[Collected data entries]
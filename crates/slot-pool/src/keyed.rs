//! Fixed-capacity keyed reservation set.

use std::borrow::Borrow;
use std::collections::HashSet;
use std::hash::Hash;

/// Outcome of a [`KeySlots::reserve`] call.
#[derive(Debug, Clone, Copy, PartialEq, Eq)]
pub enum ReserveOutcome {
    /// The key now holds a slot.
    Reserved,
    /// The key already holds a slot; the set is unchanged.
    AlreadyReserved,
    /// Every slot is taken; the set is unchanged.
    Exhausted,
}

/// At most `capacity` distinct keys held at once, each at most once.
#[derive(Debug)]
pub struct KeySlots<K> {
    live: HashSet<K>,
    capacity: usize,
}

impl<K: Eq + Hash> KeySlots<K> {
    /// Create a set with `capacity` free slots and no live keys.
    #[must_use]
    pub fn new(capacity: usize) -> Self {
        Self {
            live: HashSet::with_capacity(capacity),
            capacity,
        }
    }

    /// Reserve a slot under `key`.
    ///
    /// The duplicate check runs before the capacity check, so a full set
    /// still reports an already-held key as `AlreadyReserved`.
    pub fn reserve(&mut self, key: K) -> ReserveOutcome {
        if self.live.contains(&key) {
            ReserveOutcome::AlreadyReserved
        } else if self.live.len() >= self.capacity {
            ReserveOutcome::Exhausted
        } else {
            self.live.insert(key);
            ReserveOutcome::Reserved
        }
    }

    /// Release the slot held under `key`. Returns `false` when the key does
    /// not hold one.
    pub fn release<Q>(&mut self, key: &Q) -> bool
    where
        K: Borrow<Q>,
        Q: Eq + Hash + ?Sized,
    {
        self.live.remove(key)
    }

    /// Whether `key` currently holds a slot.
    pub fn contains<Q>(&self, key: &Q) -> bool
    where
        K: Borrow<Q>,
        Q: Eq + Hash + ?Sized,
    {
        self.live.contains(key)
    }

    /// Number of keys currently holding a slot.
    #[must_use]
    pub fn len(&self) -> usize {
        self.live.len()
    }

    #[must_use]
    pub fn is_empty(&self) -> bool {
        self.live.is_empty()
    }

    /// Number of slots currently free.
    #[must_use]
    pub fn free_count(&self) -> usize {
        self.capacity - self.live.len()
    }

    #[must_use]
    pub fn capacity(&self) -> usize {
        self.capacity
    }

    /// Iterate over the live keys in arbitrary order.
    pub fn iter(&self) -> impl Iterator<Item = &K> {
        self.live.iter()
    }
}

* * *

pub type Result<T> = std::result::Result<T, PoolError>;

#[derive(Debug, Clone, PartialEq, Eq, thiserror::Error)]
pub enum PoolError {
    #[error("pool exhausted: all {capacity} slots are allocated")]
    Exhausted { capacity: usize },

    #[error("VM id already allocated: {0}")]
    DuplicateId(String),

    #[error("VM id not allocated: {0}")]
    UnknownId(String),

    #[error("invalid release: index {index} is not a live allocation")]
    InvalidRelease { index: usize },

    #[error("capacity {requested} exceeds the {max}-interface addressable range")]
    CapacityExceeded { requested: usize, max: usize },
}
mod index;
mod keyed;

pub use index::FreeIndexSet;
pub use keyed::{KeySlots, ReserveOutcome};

◆ **Directions for this task**
Among the entries, how many lines include the string "Clone"? Please reply with only the number.

◆ **Written solution**
2